(Extracted data entries)
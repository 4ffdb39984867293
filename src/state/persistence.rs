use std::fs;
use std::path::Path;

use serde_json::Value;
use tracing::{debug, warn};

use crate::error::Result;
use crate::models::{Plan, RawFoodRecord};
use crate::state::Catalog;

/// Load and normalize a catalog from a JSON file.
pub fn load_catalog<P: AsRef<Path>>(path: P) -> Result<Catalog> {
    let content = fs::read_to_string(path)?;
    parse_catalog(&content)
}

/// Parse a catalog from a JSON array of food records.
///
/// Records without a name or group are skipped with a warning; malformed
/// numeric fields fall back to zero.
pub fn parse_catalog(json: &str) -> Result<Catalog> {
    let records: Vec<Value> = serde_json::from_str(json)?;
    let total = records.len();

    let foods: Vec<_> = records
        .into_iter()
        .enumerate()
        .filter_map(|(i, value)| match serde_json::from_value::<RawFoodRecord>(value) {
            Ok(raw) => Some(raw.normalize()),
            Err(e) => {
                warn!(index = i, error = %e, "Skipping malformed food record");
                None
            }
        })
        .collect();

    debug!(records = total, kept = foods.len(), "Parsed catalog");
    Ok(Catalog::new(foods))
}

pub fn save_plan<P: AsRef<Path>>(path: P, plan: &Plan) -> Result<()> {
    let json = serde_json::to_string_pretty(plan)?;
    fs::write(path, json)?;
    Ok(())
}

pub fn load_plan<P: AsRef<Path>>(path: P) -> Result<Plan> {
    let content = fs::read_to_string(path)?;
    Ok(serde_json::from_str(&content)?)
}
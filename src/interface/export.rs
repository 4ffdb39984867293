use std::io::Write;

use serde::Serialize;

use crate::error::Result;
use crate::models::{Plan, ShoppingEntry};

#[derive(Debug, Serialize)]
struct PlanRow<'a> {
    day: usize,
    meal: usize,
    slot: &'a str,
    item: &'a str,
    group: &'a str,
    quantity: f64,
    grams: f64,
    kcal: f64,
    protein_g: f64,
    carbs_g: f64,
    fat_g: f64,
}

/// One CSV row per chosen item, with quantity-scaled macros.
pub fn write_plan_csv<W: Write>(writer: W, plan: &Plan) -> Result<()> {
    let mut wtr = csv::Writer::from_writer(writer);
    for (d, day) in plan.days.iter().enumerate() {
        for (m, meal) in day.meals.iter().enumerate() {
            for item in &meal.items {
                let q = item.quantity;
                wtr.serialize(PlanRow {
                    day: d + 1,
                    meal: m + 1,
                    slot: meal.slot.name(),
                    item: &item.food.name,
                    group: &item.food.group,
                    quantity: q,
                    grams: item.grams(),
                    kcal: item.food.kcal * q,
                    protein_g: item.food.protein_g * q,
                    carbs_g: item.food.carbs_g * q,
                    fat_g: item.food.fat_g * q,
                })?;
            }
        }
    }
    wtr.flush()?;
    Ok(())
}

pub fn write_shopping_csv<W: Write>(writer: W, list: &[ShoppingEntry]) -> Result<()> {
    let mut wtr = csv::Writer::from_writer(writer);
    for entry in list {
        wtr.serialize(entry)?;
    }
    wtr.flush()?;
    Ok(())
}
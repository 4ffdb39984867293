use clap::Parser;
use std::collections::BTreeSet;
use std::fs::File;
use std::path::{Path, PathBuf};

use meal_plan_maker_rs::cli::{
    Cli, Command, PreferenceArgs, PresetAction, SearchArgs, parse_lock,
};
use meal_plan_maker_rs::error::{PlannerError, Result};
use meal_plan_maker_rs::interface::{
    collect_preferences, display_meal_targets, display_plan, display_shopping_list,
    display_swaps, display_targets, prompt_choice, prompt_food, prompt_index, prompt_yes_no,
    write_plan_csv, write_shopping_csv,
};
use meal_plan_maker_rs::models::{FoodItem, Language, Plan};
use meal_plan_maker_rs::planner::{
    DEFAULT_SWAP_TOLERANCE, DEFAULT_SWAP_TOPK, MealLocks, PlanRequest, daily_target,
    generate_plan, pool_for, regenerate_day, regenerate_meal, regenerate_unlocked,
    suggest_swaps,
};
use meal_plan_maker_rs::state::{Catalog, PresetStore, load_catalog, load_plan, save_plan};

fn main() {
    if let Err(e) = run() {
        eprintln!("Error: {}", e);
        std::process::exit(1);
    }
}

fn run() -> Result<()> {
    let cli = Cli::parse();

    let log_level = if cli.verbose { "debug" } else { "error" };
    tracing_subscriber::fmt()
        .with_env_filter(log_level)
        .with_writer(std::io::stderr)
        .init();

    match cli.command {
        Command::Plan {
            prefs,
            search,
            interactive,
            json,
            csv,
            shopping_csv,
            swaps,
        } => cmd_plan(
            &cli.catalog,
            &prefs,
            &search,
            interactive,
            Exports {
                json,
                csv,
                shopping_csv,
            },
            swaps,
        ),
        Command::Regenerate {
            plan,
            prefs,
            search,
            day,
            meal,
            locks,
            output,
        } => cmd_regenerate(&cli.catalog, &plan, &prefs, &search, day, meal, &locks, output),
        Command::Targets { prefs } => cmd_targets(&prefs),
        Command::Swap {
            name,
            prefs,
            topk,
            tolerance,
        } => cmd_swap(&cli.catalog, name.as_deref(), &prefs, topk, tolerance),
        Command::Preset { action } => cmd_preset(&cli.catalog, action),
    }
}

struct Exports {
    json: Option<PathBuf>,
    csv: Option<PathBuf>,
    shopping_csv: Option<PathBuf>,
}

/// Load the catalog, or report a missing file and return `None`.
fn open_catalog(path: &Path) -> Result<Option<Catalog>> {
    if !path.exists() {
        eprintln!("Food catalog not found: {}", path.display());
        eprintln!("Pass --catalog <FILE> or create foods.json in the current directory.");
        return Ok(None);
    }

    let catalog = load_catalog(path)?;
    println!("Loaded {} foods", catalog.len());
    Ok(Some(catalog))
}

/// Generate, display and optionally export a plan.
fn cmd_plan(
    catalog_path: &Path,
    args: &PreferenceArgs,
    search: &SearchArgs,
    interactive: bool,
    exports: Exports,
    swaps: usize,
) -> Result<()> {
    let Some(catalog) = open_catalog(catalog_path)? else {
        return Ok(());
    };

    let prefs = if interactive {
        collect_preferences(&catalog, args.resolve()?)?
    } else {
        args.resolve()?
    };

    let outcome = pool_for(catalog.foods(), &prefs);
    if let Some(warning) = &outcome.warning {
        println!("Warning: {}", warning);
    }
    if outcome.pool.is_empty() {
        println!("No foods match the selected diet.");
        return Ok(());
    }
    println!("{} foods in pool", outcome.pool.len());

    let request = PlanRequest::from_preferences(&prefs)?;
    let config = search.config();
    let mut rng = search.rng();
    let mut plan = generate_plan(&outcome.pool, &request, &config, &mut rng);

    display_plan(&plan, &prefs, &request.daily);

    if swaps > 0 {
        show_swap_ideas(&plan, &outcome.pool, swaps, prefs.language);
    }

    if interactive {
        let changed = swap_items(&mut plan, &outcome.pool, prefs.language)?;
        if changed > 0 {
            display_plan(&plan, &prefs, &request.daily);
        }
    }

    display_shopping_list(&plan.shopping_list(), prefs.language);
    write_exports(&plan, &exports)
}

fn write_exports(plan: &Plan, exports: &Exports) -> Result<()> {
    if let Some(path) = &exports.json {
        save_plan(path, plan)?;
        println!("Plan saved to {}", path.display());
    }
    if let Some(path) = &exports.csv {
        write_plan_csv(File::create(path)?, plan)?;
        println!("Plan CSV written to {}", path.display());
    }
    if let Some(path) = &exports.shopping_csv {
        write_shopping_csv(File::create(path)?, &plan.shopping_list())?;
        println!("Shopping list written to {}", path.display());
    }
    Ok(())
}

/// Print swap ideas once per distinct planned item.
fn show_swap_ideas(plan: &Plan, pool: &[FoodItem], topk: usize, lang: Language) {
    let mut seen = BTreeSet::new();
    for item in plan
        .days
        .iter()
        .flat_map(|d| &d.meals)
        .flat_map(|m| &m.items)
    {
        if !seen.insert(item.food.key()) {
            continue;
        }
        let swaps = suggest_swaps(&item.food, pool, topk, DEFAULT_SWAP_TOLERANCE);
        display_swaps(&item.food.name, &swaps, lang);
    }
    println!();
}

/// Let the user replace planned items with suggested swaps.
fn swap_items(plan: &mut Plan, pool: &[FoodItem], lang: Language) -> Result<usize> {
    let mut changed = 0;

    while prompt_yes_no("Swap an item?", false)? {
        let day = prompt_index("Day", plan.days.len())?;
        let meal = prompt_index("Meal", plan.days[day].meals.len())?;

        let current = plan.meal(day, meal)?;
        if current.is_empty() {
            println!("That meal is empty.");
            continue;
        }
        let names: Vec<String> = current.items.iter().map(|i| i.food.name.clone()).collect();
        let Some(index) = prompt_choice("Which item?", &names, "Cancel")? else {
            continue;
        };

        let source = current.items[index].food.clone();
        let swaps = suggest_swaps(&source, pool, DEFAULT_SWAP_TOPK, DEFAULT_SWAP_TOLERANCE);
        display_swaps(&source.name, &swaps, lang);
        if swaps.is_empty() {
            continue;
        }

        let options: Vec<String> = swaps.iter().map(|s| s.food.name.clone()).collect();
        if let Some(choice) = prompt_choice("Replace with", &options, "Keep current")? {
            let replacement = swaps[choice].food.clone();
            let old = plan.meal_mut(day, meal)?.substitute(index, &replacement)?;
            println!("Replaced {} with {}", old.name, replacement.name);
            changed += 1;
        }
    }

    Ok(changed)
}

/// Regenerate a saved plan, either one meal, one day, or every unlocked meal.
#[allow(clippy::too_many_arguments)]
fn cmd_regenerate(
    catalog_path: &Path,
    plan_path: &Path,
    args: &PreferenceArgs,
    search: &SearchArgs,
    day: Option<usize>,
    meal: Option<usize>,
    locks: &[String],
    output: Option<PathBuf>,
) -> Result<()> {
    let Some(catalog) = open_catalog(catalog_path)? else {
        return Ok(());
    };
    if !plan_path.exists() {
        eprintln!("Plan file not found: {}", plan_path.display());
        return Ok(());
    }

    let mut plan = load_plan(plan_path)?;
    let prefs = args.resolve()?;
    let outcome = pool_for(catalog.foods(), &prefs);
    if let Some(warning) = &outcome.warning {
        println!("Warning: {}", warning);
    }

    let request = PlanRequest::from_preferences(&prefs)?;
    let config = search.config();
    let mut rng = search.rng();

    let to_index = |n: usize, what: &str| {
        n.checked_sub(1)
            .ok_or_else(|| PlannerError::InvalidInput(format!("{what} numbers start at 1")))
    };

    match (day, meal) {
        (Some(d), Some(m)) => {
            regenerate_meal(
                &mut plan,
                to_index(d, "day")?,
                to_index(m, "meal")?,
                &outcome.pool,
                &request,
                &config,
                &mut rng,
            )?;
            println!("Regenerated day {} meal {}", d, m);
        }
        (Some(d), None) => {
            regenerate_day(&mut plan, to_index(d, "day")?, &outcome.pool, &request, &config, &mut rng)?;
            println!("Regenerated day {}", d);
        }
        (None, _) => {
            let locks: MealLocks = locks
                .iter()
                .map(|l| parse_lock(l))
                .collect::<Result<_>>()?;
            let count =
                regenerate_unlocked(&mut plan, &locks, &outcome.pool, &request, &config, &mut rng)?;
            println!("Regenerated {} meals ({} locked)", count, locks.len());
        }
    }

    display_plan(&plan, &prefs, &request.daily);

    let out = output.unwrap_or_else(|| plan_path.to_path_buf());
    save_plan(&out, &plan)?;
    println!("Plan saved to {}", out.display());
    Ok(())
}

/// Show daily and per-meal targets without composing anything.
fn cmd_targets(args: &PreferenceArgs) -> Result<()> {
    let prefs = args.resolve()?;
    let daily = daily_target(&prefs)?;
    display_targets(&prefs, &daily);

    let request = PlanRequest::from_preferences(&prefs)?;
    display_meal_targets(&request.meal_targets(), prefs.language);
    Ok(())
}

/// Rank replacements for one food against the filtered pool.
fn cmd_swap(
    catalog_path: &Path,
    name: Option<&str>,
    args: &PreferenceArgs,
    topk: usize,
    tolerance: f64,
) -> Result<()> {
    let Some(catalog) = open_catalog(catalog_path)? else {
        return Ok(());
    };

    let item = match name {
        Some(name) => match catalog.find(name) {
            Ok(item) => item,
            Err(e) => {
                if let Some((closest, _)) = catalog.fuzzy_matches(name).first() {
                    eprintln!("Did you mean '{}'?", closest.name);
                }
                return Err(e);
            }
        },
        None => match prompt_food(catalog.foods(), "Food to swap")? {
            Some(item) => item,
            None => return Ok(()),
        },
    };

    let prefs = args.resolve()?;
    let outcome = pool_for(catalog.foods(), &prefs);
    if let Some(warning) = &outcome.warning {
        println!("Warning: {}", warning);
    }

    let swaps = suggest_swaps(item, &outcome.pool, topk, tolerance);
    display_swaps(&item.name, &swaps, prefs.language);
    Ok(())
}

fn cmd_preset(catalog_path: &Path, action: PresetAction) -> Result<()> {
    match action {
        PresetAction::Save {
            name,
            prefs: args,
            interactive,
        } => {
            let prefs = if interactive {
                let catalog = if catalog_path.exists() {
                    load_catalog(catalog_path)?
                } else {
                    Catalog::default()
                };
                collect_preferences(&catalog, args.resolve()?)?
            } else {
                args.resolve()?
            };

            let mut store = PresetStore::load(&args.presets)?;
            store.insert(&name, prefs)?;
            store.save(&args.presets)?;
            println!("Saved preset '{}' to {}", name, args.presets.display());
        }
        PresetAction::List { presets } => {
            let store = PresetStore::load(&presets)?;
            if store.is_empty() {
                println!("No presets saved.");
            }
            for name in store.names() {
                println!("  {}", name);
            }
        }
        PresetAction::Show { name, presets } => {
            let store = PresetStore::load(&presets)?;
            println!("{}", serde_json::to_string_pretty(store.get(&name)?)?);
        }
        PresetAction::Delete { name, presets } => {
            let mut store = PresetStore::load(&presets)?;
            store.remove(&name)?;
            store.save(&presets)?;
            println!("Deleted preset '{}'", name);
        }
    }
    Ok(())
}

#### WHAT TO WORK ON:
Would you copy, unchanged, the stretch of the records above that begins at the line containing "pub fn load_plan<P: AsRef<Path>>(path: P)" and ends at the line containing "for (d, day)", and only that?

#### OUTPUT OF THE TASK:
pub fn load_plan<P: AsRef<Path>>(path: P) -> Result<Plan> {
    let content = fs::read_to_string(path)?;
    Ok(serde_json::from_str(&content)?)
}
filename src/interface/export.rs
repository 4ffdb39984867293
use std::io::Write;

use serde::Serialize;

use crate::error::Result;
use crate::models::{Plan, ShoppingEntry};

#[derive(Debug, Serialize)]
struct PlanRow<'a> {
    day: usize,
    meal: usize,
    slot: &'a str,
    item: &'a str,
    group: &'a str,
    quantity: f64,
    grams: f64,
    kcal: f64,
    protein_g: f64,
    carbs_g: f64,
    fat_g: f64,
}

/// One CSV row per chosen item, with quantity-scaled macros.
pub fn write_plan_csv<W: Write>(writer: W, plan: &Plan) -> Result<()> {
    let mut wtr = csv::Writer::from_writer(writer);
    for (d, day) in plan.days.iter().enumerate() {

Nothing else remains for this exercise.